+++ DATASET ENTRIES

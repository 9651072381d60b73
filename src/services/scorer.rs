use std::collections::HashMap;

use futures::stream::{self, StreamExt};

use crate::{
    models::Entry,
    services::{
        calibration::Calibration,
        catalog::{extract, PageSource, Selectors},
        signals::{characters_url, SignalTables},
    },
};

/// A candidate must have been seen strictly more often than this to be scored
pub const MIN_SIGHTINGS: u32 = 3;

/// Scored candidates from the scoring wave, in completion order
#[derive(Debug, Default)]
pub struct Scoring {
    pub entries: Vec<Entry>,
    /// Candidates kept with zero bonus because their page could not be fetched
    pub failed_candidates: usize,
}

/// Whether `entry` may enter the scoring wave
///
/// Both conditions use the raw counter: more than [`MIN_SIGHTINGS`] lists,
/// and at least the calibrated cutoff.
pub fn passes_gate(entry: &Entry, cutoff: f64) -> bool {
    entry.counter() > MIN_SIGHTINGS && f64::from(entry.counter()) >= cutoff
}

/// Normalizes and scores one candidate, returning whether its page was read
async fn score_entry(
    source: &dyn PageSource,
    selectors: &Selectors,
    tables: &SignalTables,
    mut entry: Entry,
    adjusting_factor: f64,
) -> (Entry, bool) {
    entry.normalize(adjusting_factor);

    match source.fetch_page(&characters_url(entry.url())).await {
        Ok(html) => {
            let profile = extract::series_profile(&html, selectors);
            let bonus = tables.bonus_for(entry.title(), &profile);
            entry.add_bonus(bonus);
            tracing::debug!(
                title = %entry.title(),
                counter = entry.counter(),
                popularity = entry.popularity(),
                bonus,
                "Scored candidate"
            );
            (entry, true)
        }
        Err(e) => {
            tracing::warn!(
                title = %entry.title(),
                error = %e,
                "Candidate page unavailable, keeping popularity only"
            );
            (entry, false)
        }
    }
}

/// Scores every candidate that passes the gate
///
/// Gating happens before any fetch. Gated candidates are scored concurrently,
/// at most `max_concurrency` at a time, and handed back to this function,
/// which alone assembles the result list.
pub async fn score_candidates(
    source: &dyn PageSource,
    selectors: &Selectors,
    tables: &SignalTables,
    entries: HashMap<String, Entry>,
    calibration: &Calibration,
    max_concurrency: usize,
) -> Scoring {
    let gated: Vec<Entry> = entries
        .into_values()
        .filter(|entry| passes_gate(entry, calibration.cutoff))
        .collect();

    tracing::info!(
        candidates = gated.len(),
        cutoff = calibration.cutoff,
        "Scoring candidates above cutoff"
    );

    let adjusting_factor = calibration.adjusting_factor;
    let mut scored = stream::iter(gated)
        .map(|entry| score_entry(source, selectors, tables, entry, adjusting_factor))
        .buffer_unordered(max_concurrency.max(1));

    let mut scoring = Scoring::default();
    while let Some((entry, page_read)) = scored.next().await {
        if !page_read {
            scoring.failed_candidates += 1;
        }
        scoring.entries.push(entry);
    }

    tracing::info!(
        scored = scoring.entries.len(),
        failed = scoring.failed_candidates,
        "Scored candidates"
    );

    scoring
}
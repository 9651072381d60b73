use axum::{
    body::Body,
    extract::Request,
    http::HeaderValue,
    middleware::Next,
    response::Response,
};
use uuid::Uuid;

/// HTTP header name for request ID
pub const REQUEST_ID_HEADER: &str = "x-request-id";

/// Longest caller-supplied request ID that is accepted as is
const MAX_REQUEST_ID_LEN: usize = 64;

/// Extension type for storing request ID in request extensions
#[derive(Clone, Debug, PartialEq, Eq)]
pub struct RequestId(String);

impl RequestId {
    /// Creates a new random request ID
    pub fn generate() -> Self {
        Self(Uuid::new_v4().to_string())
    }

    /// Accepts a caller-supplied ID if it is short, non-empty and printable ASCII
    pub fn from_header(value: &str) -> Option<Self> {
        let value = value.trim();
        let acceptable = !value.is_empty()
            && value.len() <= MAX_REQUEST_ID_LEN
            && value.chars().all(|c| c.is_ascii_graphic());
        acceptable.then(|| Self(value.to_string()))
    }

    pub fn as_str(&self) -> &str {
        &self.0
    }
}

impl std::fmt::Display for RequestId {
    fn fmt(&self, f: &mut std::fmt::Formatter<'_>) -> std::fmt::Result {
        write!(f, "{}", self.0)
    }
}

/// Middleware that tags every request with an ID and echoes it on the response.
///
/// A well-formed `x-request-id` from the caller is reused so runs can be
/// correlated across services; otherwise a UUID v4 is generated.
pub async fn request_id_middleware(mut request: Request, next: Next) -> Response {
    let request_id = request
        .headers()
        .get(REQUEST_ID_HEADER)
        .and_then(|h| h.to_str().ok())
        .and_then(RequestId::from_header)
        .unwrap_or_else(RequestId::generate);

    request.extensions_mut().insert(request_id.clone());

    let mut response = next.run(request).await;

    if let Ok(header_value) = HeaderValue::from_str(request_id.as_str()) {
        response
            .headers_mut()
            .insert(REQUEST_ID_HEADER, header_value);
    }

    response
}

/// Tracing span for one HTTP request, carrying its request ID
pub fn make_span_with_request_id(request: &Request<Body>) -> tracing::Span {
    let request_id = request
        .extensions()
        .get::<RequestId>()
        .map(|id| id.as_str())
        .unwrap_or("unknown");

    tracing::info_span!(
        "http_request",
        method = %request.method(),
        uri = %request.uri(),
        request_id = %request_id,
    )
}
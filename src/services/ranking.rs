use crate::models::Entry;

/// Orders scored candidates best first
///
/// Descending by match value; equal values fall back to title order so the
/// same inputs always produce the same ranking.
pub fn rank(mut entries: Vec<Entry>) -> Vec<Entry> {
    entries.sort_by(|a, b| b.cmp(a));
    entries
}
pub mod config;
pub mod error;
pub mod middleware;
pub mod models;
pub mod routes;
pub mod services;
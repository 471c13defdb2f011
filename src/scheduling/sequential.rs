//! Sequential back-end of the analysis

use crate::{
    analysis::AnalysisTask, config::Configuration, event::Event, mixer::MixingError,
    pool::RingPoolStore, resacc::ResultsAccumulator, selection::CandidateSelector,
};

/// Analyze a batch of events in sequential mode, in stream order
pub fn analyze_batch<'cfg, S: CandidateSelector>(
    cfg: &'cfg Configuration,
    task: &AnalysisTask<'cfg, S>,
    events: &[Event],
    store: &mut RingPoolStore,
) -> Result<ResultsAccumulator<'cfg>, MixingError> {
    let mut accumulator = ResultsAccumulator::new(cfg);
    for event in events {
        let pool = task.pool_of(event).map(|id| (id, store.get_mut(id)));
        task.process_event(event, pool, &mut accumulator)?;
    }
    Ok(accumulator)
}
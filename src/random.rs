//! Random number generation, on top of the "rand" crate

use crate::numeric::Float;
use rand::{Rng, SeedableRng};

// Select random number generation engine in use
#[cfg(feature = "f32")]
type Engine = rand_xoshiro::Xoshiro128Plus;
#[cfg(not(feature = "f32"))]
type Engine = rand_xoshiro::Xoshiro256Plus;

/// Random number generator of the toy event source
#[derive(Clone)]
pub struct RandomGenerator {
    rng: Engine,
}
//
impl RandomGenerator {
    /// Spawn a new random number generator
    pub fn new(seed: u64) -> Self {
        Self {
            rng: Engine::seed_from_u64(seed),
        }
    }

    /// Generate a random floating-point number in [0, 1)
    pub fn random(&mut self) -> Float {
        self.rng.gen()
    }

    /// Generate a random floating-point number in (0, 1], suitable for
    /// taking logarithms
    pub fn random_positive(&mut self) -> Float {
        1. - self.random()
    }

    /// Generate an array of random numbers in [0, 1)
    pub fn random_array<const N: usize>(&mut self) -> [Float; N] {
        self.rng.gen()
    }
}
//! This module is in charge of outputting the final analysis results to the
//! standard output and various files

use crate::{
    config::Configuration,
    numeric::{floats, Float},
    recorder::{CandidateRow, EventObservable, SinkKey},
    resfin::{FinalResults, Summary},
    Result,
};
use eyre::WrapErr;
use std::{
    fs::File,
    io::{self, BufWriter, Write},
    path::Path,
    time::Duration,
};
use time::{format_description::well_known::Rfc3339, OffsetDateTime};

/// Number of significant digits in file output
const SIG_DIGITS: usize = (floats::DIGITS - 1) as usize;

/// Output the analysis results to the console and to disk
pub fn dump_results(res_fin: &FinalResults, elapsed_time: Duration, output_dir: &Path) -> Result<()> {
    let cfg = res_fin.cfg;

    // Print out an overview on stdout
    res_fin.print_overview();

    // Compute a timestamp of when the run ended
    let timestamp = OffsetDateTime::now_utc()
        .format(&Rfc3339)
        .wrap_err("Failed to format the end-of-run timestamp")?;

    let create = |name: &str| -> Result<BufWriter<File>> {
        let path = output_dir.join(name);
        let file = File::create(&path)
            .wrap_err_with(|| format!("Failed to create {}", path.display()))?;
        Ok(BufWriter::new(file))
    };

    // Write execution timings
    {
        let mut tim_file = create("mixing.times")?;
        write_timings(&mut tim_file, cfg, &timestamp, elapsed_time)
            .and_then(|()| tim_file.flush())
            .wrap_err("Failed to write the timings")?;
    }

    // Write the main results file
    {
        let mut dat_file = create("mixing.data")?;
        write_data(&mut dat_file, cfg, res_fin)
            .and_then(|()| dat_file.flush())
            .wrap_err("Failed to write the results")?;
    }

    // Write the per-candidate rows, if requested
    if cfg.write_candidate_rows {
        let mut row_file = create("candidates.tsv")?;
        write_rows(&mut row_file, &res_fin.rows)
            .and_then(|()| row_file.flush())
            .wrap_err("Failed to write the candidate rows")?;
    }

    tracing::info!(output_dir = %output_dir.display(), "Results written");
    Ok(())
}

/// Write the timings of the run
fn write_timings(
    file: &mut impl Write,
    cfg: &Configuration,
    timestamp: &str,
    elapsed_time: Duration,
) -> io::Result<()> {
    writeln_entry(file, timestamp)?;
    let elapsed_secs = elapsed_time.as_secs_f64() as Float;
    writeln_entry(file, "---------------------------------------------")?;
    writeln_entry(file, ("Elapsed time (s)", elapsed_secs))?;
    let secs_per_ev = elapsed_secs / (cfg.num_events as Float);
    writeln_entry(file, ("Elapsed time per event (s)", secs_per_ev))
}

/// Write the configuration echo, the event tallies and the sink summaries
fn write_data(file: &mut impl Write, cfg: &Configuration, res_fin: &FinalResults) -> io::Result<()> {
    let cuts = &cfg.cuts;
    writeln_entry(file, ("Number of events", cfg.num_events))?;
    writeln_entry(file, ("Random seed", cfg.seed as usize))?;
    writeln_entry(file, ("Event mixing", cfg.do_event_mixing))?;
    writeln_entry(file, ("Mixing without conversions", cfg.mix_without_conversion))?;
    writeln_entry(file, ("Mixing depth", cfg.mix_depth))?;
    writeln_entry(file, ("Pool retention multiple", cfg.retention_multiple))?;
    writeln_entry(file, ("Vertex-z bins", cfg.num_vtx_bins()))?;
    writeln_entry(file, ("Centrality bins", cfg.num_cent_bins()))?;
    writeln_entry(file, ("Minimal electron pt (GeV/c)", cuts.min_lepton_pt))?;
    writeln_entry(file, ("Maximal electron |eta|", cuts.max_lepton_eta))?;
    writeln_entry(file, ("Track filter mask", cuts.track_filter_mask as usize))?;
    writeln_entry(file, ("Lambda mass tolerance (GeV)", cuts.lambda_mass_tolerance))?;
    writeln_entry(file, ("Peak half width (GeV)", cuts.peak_half_width))?;
    writeln_entry(file, ("Sideband inner edge (GeV)", cuts.sideband_inner))?;
    writeln_entry(file, ("Sideband outer edge (GeV)", cuts.sideband_outer))?;
    writeln_entry(file, ("Low mass limit (GeV)", cfg.low_mass_max))?;
    writeln_entry(file, ("Flipped mass limit (GeV)", cfg.flip_mass_max))?;
    writeln_entry(file, ("Minimal magnetic field (kG)", cfg.min_magnetic_field))?;
    writeln_entry(file, "---------------------------------------------")?;

    let event_count = |observable| res_fin.entries(SinkKey::Event(observable)) as usize;
    let (pooled, mixed) = res_fin.num_pooled_events();
    writeln_entry(file, ("Processed events", res_fin.num_events() as usize))?;
    let weak_field = event_count(EventObservable::RejectedMagneticField);
    writeln_entry(file, ("... rejected for weak field", weak_field))?;
    let no_vertex = event_count(EventObservable::NoPrimaryVertex);
    writeln_entry(file, ("... rejected for missing vertex", no_vertex))?;
    let centrality = event_count(EventObservable::RejectedCentrality);
    writeln_entry(file, ("... rejected for centrality", centrality))?;
    writeln_entry(file, ("Accepted events", res_fin.num_accepted_events() as usize))?;
    let unpooled = event_count(EventObservable::Unpooled);
    writeln_entry(file, ("... outside of mixing pools", unpooled))?;
    writeln_entry(file, ("... stored in mixing pools", pooled as usize))?;
    writeln_entry(file, ("... mixed with stored events", mixed as usize))?;
    writeln_entry(file, "---------------------------------------------")?;

    // One line per sink: name, entries, dropped, then mean/std/min/max of
    // each dimension
    writeln!(file)?;
    for (key, summary) in &res_fin.summaries {
        write_summary(file, key, summary)?;
    }
    Ok(())
}

/// Write the summary statistics of one sink
fn write_summary(file: &mut impl Write, key: &SinkKey, summary: &Summary) -> io::Result<()> {
    write!(file, "{key:<64}{:>10}{:>6}", summary.entries, summary.dropped)?;
    let dimensions = summary
        .mean
        .iter()
        .zip(&summary.std_dev)
        .zip(summary.min.iter().zip(&summary.max));
    for ((mean, std_dev), (min, max)) in dimensions {
        write!(file, " |")?;
        for &x in [mean, std_dev, min, max] {
            write!(file, " ")?;
            write_engineering(file, x, SIG_DIGITS)?;
        }
    }
    writeln!(file)
}

/// Write the per-candidate rows as tab-separated values
fn write_rows(file: &mut impl Write, rows: &[CandidateRow]) -> io::Result<()> {
    let header = CandidateRow::column_names().collect::<Vec<_>>().join("\t");
    writeln!(file, "{header}")?;
    for row in rows {
        write!(
            file,
            "{:?}\t{:?}\t{}\t{}\t{}",
            row.origin, row.species, row.run_number, row.event_in_file, row.lepton_charge
        )?;
        for &value in &row.values {
            write!(file, "\t")?;
            write_engineering(file, value, SIG_DIGITS)?;
        }
        writeln!(file)?;
    }
    Ok(())
}

/// Write one line of the results files
fn writeln_entry(file: &mut impl Write, data: impl Entry) -> io::Result<()> {
    write!(file, " ")?;
    data.write(file)?;
    writeln!(file)
}

/// Things which can be written as an entry of the results files
trait Entry: Sized {
    /// Write down `self` to the output file
    fn write(self, file: &mut impl Write) -> io::Result<()>;
}

impl Entry for &str {
    fn write(self, file: &mut impl Write) -> io::Result<()> {
        write!(file, "{self}")
    }
}

impl Entry for usize {
    fn write(self, file: &mut impl Write) -> io::Result<()> {
        write!(file, "{self}")
    }
}

impl Entry for bool {
    // Booleans are written the way the configuration file accepts them
    fn write(self, file: &mut impl Write) -> io::Result<()> {
        write!(file, "{}", if self { ".true." } else { ".false." })
    }
}

impl Entry for Float {
    fn write(self, file: &mut impl Write) -> io::Result<()> {
        write_engineering(file, self, SIG_DIGITS)
    }
}

impl<T: Entry> Entry for (&str, T) {
    // Key-value output that uses fixed-size columns for better readability
    fn write(self, file: &mut impl Write) -> io::Result<()> {
        write!(file, "{:<31}: ", self.0)?;
        self.1.write(file)
    }
}

/// Write a floating-point number using "engineering" notation
///
/// Like the %g format of C's printf, this switches to scientific notation
/// when naive notation would need too many leading zeroes, or more digits
/// than the requested number of significant digits.
///
fn write_engineering(writer: &mut impl Write, x: Float, sig_digits: usize) -> io::Result<()> {
    if x == 0. || !x.is_finite() {
        // No order of magnitude to speak of
        return write!(writer, "{x}");
    }

    let magnitude = x.abs().log10();
    let mut precision = sig_digits - 1;
    if magnitude < -3. || magnitude > sig_digits as Float {
        return write!(writer, "{x:.precision$e}");
    }

    // Rust's precision is a number of digits after the decimal point, so it
    // must be adjusted to the magnitude of the number. A leading zero is not
    // a significant digit.
    precision = (precision as isize - magnitude.trunc() as isize).max(0) as usize;
    if magnitude < 0. {
        precision += 1;
    }
    let digits = format!("{x:.precision$}");
    if digits.contains('.') {
        write!(writer, "{}", digits.trim_end_matches('0').trim_end_matches('.'))
    } else {
        write!(writer, "{digits}")
    }
}
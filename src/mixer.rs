//! Event mixing: pairing of the leptons of the current event with the V0s of
//! previous events of the same pool

use crate::{
    config::Configuration,
    extract::{ColumnMismatch, EventRecord, LeptonTrack, V0Species, V0View},
    numeric::Float,
    pool::{Pool, PoolId, PoolIndexer},
};
use thiserror::Error;

/// Internal consistency violations detected while mixing
#[derive(Debug, Error)]
pub enum MixingError {
    /// A stored event record has columns of different lengths
    #[error("Event record {event_info} of pool {pool} is corrupted")]
    ColumnMismatch {
        pool: PoolId,
        event_info: String,
        #[source]
        source: ColumnMismatch,
    },
}

/// What happened to a pool while processing one event
#[derive(Clone, Copy, Debug, PartialEq, Eq)]
pub struct MixOutcome {
    /// Pool of the event
    pub pool: PoolId,

    /// Whether the event was paired with stored events
    pub mixed: bool,

    /// Number of lepton-V0 pairs which were built
    pub num_pairs: usize,

    /// Whether the pool was emptied before the event was stored
    pub reset: bool,

    /// Number of records in the pool once the event is stored
    pub count_after: usize,
}

/// Event mixing logic, shared by all pools
#[derive(Clone, Debug)]
pub struct Mixer {
    indexer: PoolIndexer,
    mix_depth: usize,
    retention_multiple: usize,
}
//
impl Mixer {
    /// Set up event mixing from the configuration
    pub fn new(cfg: &Configuration) -> Self {
        Self::with_parameters(
            PoolIndexer::new(&cfg.vtx_edges, &cfg.cent_edges),
            cfg.mix_depth,
            cfg.retention_multiple,
        )
    }

    /// Set up event mixing with explicit parameters
    pub fn with_parameters(indexer: PoolIndexer, mix_depth: usize, retention_multiple: usize) -> Self {
        assert!(mix_depth > 0, "Mixing depth should have been checked");
        assert!(retention_multiple > 0, "Retention should have been checked");
        Self {
            indexer,
            mix_depth,
            retention_multiple,
        }
    }

    /// Number of pools needed by this mixer
    pub fn num_pools(&self) -> usize {
        self.indexer.num_pools()
    }

    /// Pool of an event, if any
    pub fn pool_of(&self, vertex_z: Float, centrality: Float) -> Option<PoolId> {
        self.indexer.index(vertex_z, centrality)
    }

    /// Pair the current leptons with the stored V0s if the pool is deep
    /// enough, reset the pool if it is full, then store the current event
    ///
    /// `pair` is called once per (stored V0, current lepton) pair, iterating
    /// over stored records from oldest to newest, then over species buckets,
    /// then over stored V0s, then over leptons.
    ///
    pub fn mix_and_store(
        &self,
        pool_id: PoolId,
        pool: &mut Pool,
        leptons: &[LeptonTrack],
        record: EventRecord,
        mut pair: impl FnMut(&LeptonTrack, V0View),
    ) -> Result<MixOutcome, MixingError> {
        debug_assert_eq!(
            self.pool_of(record.vertex_z, record.centrality),
            Some(pool_id),
            "Event record {} was routed to the wrong pool",
            record.event_info
        );
        let count_before = pool.len();
        let mixed = count_before >= self.mix_depth;
        let mut num_pairs = 0;
        if mixed {
            for stored in pool.recent(self.mix_depth) {
                for species in V0Species::ALL {
                    let candidates = stored.bucket(species).iter(species).map_err(|source| {
                        MixingError::ColumnMismatch {
                            pool: pool_id,
                            event_info: stored.event_info.clone(),
                            source,
                        }
                    })?;
                    for v0 in candidates {
                        for lepton in leptons {
                            pair(lepton, v0);
                            num_pairs += 1;
                        }
                    }
                }
            }
        }

        let reset = count_before >= self.retention_multiple * self.mix_depth;
        if reset {
            tracing::debug!(pool_id, count_before, "Resetting mixing pool");
            pool.reset();
        }
        pool.append(record);

        Ok(MixOutcome {
            pool: pool_id,
            mixed,
            num_pairs,
            reset,
            count_after: pool.len(),
        })
    }
}

#[cfg(test)]
mod tests {
    use super::*;
    use crate::{
        candidate::tests::lepton,
        extract::{tests::candidate, WorkingList},
        momentum::X,
    };

    fn mixer(mix_depth: usize, retention_multiple: usize) -> Mixer {
        let indexer = PoolIndexer::new(&[-10., 10.], &[0., 100.]);
        Mixer::with_parameters(indexer, mix_depth, retention_multiple)
    }

    /// Record with `num_lambdas` Λ and `num_anti` Λ̄, tagged through the x
    /// momentum component of their V0s
    fn record(tag: usize, num_lambdas: usize, num_anti: usize) -> EventRecord {
        let mut working = WorkingList::default();
        for idx in 0..num_lambdas {
            let px = (100 * tag + idx) as Float;
            working.buckets[V0Species::Lambda.bucket()]
                .push(candidate([px, 1., 0.], V0Species::Lambda));
        }
        for idx in 0..num_anti {
            let px = (100 * tag + 50 + idx) as Float;
            working.buckets[V0Species::AntiLambda.bucket()]
                .push(candidate([px, 1., 0.], V0Species::AntiLambda));
        }
        working.into_record(0., 10., format!("Ev{tag}_esd0_E0_V{}", num_lambdas + num_anti))
    }

    #[test]
    fn mixing_threshold_and_append() {
        let mixer = mixer(3, 20);
        let mut pool = Pool::default();
        let leptons = [lepton([1., 0., 0.], 1)];
        for event in 0..10 {
            let count_before = pool.len();
            let outcome = mixer
                .mix_and_store(0, &mut pool, &leptons, record(event, 1, 1), |_, _| {})
                .unwrap();
            assert_eq!(outcome.mixed, count_before >= 3);
            assert_eq!(outcome.count_after, count_before + 1);
            assert_eq!(pool.len(), count_before + 1);
            assert!(!outcome.reset);
        }
    }

    #[test]
    fn pairing_completeness_and_order() {
        let mixer = mixer(2, 20);
        let mut pool = Pool::default();
        pool.append(record(1, 2, 1));
        pool.append(record(2, 1, 2));
        pool.append(record(3, 2, 2));

        let leptons = [
            lepton([1., 0., 0.], 1),
            lepton([0., 1., 0.], -1),
            lepton([0., 0., 1.], 1),
        ];
        let mut seen = Vec::new();
        let outcome = mixer
            .mix_and_store(0, &mut pool, &leptons, record(4, 0, 0), |lepton, v0| {
                seen.push((v0.momentum[X], v0.species, lepton.charge));
            })
            .unwrap();

        // Only the two most recent records take part, 3 V0s and 4 V0s
        assert_eq!(outcome.num_pairs, (3 + 4) * leptons.len());
        assert_eq!(seen.len(), outcome.num_pairs);

        // Records, then buckets, then V0s, then leptons
        let v0_order = seen
            .chunks(leptons.len())
            .map(|chunk| (chunk[0].0, chunk[0].1))
            .collect::<Vec<_>>();
        use V0Species::*;
        assert_eq!(
            v0_order,
            vec![
                (200., Lambda),
                (250., AntiLambda),
                (251., AntiLambda),
                (300., Lambda),
                (301., Lambda),
                (350., AntiLambda),
                (351., AntiLambda),
            ]
        );
        for chunk in seen.chunks(leptons.len()) {
            let charges = chunk.iter().map(|entry| entry.2).collect::<Vec<_>>();
            assert_eq!(charges, vec![1, -1, 1]);
        }
    }

    #[test]
    fn events_without_leptons_are_still_stored() {
        let mixer = mixer(1, 20);
        let mut pool = Pool::default();
        pool.append(record(1, 3, 3));
        let mut calls = 0;
        let outcome = mixer
            .mix_and_store(0, &mut pool, &[], record(2, 1, 0), |_, _| calls += 1)
            .unwrap();
        assert!(outcome.mixed);
        assert_eq!(outcome.num_pairs, 0);
        assert_eq!(calls, 0);
        assert_eq!(pool.len(), 2);
    }

    #[test]
    fn retention_reset() {
        let mixer = mixer(2, 3);
        let mut pool = Pool::default();
        for event in 0..6 {
            pool.append(record(event, 1, 0));
        }
        let outcome = mixer
            .mix_and_store(0, &mut pool, &[], record(6, 1, 0), |_, _| {})
            .unwrap();
        assert!(outcome.reset);
        assert_eq!(outcome.count_after, 1);
        assert_eq!(pool.recent(10)[0].event_info, "Ev6_esd0_E0_V1");
    }

    #[test]
    fn end_to_end_scenario() {
        let mixer = mixer(2, 3);
        let mut pool = Pool::default();
        let leptons = [lepton([1., 0., 0.], 1)];

        let mut outcomes = Vec::new();
        for event in 1..=8 {
            let outcome = mixer
                .mix_and_store(0, &mut pool, &leptons, record(event, 1, 0), |_, _| {})
                .unwrap();
            outcomes.push(outcome);
        }

        let mixed = outcomes.iter().map(|o| o.mixed).collect::<Vec<_>>();
        assert_eq!(mixed, [false, false, true, true, true, true, true, false]);
        let resets = outcomes.iter().map(|o| o.reset).collect::<Vec<_>>();
        assert_eq!(resets, [false, false, false, false, false, false, true, false]);
        let counts = outcomes.iter().map(|o| o.count_after).collect::<Vec<_>>();
        assert_eq!(counts, [1, 2, 3, 4, 5, 6, 1, 2]);

        // Each mixed event sees one V0 in each of the two previous events
        assert!(outcomes
            .iter()
            .filter(|o| o.mixed)
            .all(|o| o.num_pairs == 2));
    }

    #[test]
    fn corrupted_records_are_reported() {
        let mixer = mixer(1, 20);
        let mut pool = Pool::default();
        let mut corrupted = record(1, 2, 0);
        corrupted.buckets[V0Species::Lambda.bucket()].decay_lengths.pop();
        pool.append(corrupted);

        let leptons = [lepton([1., 0., 0.], 1)];
        let result = mixer.mix_and_store(0, &mut pool, &leptons, record(2, 1, 0), |_, _| {});
        match result {
            Err(MixingError::ColumnMismatch {
                pool,
                event_info,
                source,
            }) => {
                assert_eq!(pool, 0);
                assert_eq!(event_info, "Ev1_esd0_E0_V2");
                assert_eq!(source.decay_lengths, 1);
            }
            other => panic!("Unexpected mixing result {other:?}"),
        }
    }
}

++++++

WHAT YOU ARE ASKED TO DO: Lines from the records above that hold "supplied" are the ones to list.

OUTPUT OF THE EXERCISE:
/// Longest caller-supplied request ID that is accepted as is
    /// Accepts a caller-supplied ID if it is short, non-empty and printable ASCII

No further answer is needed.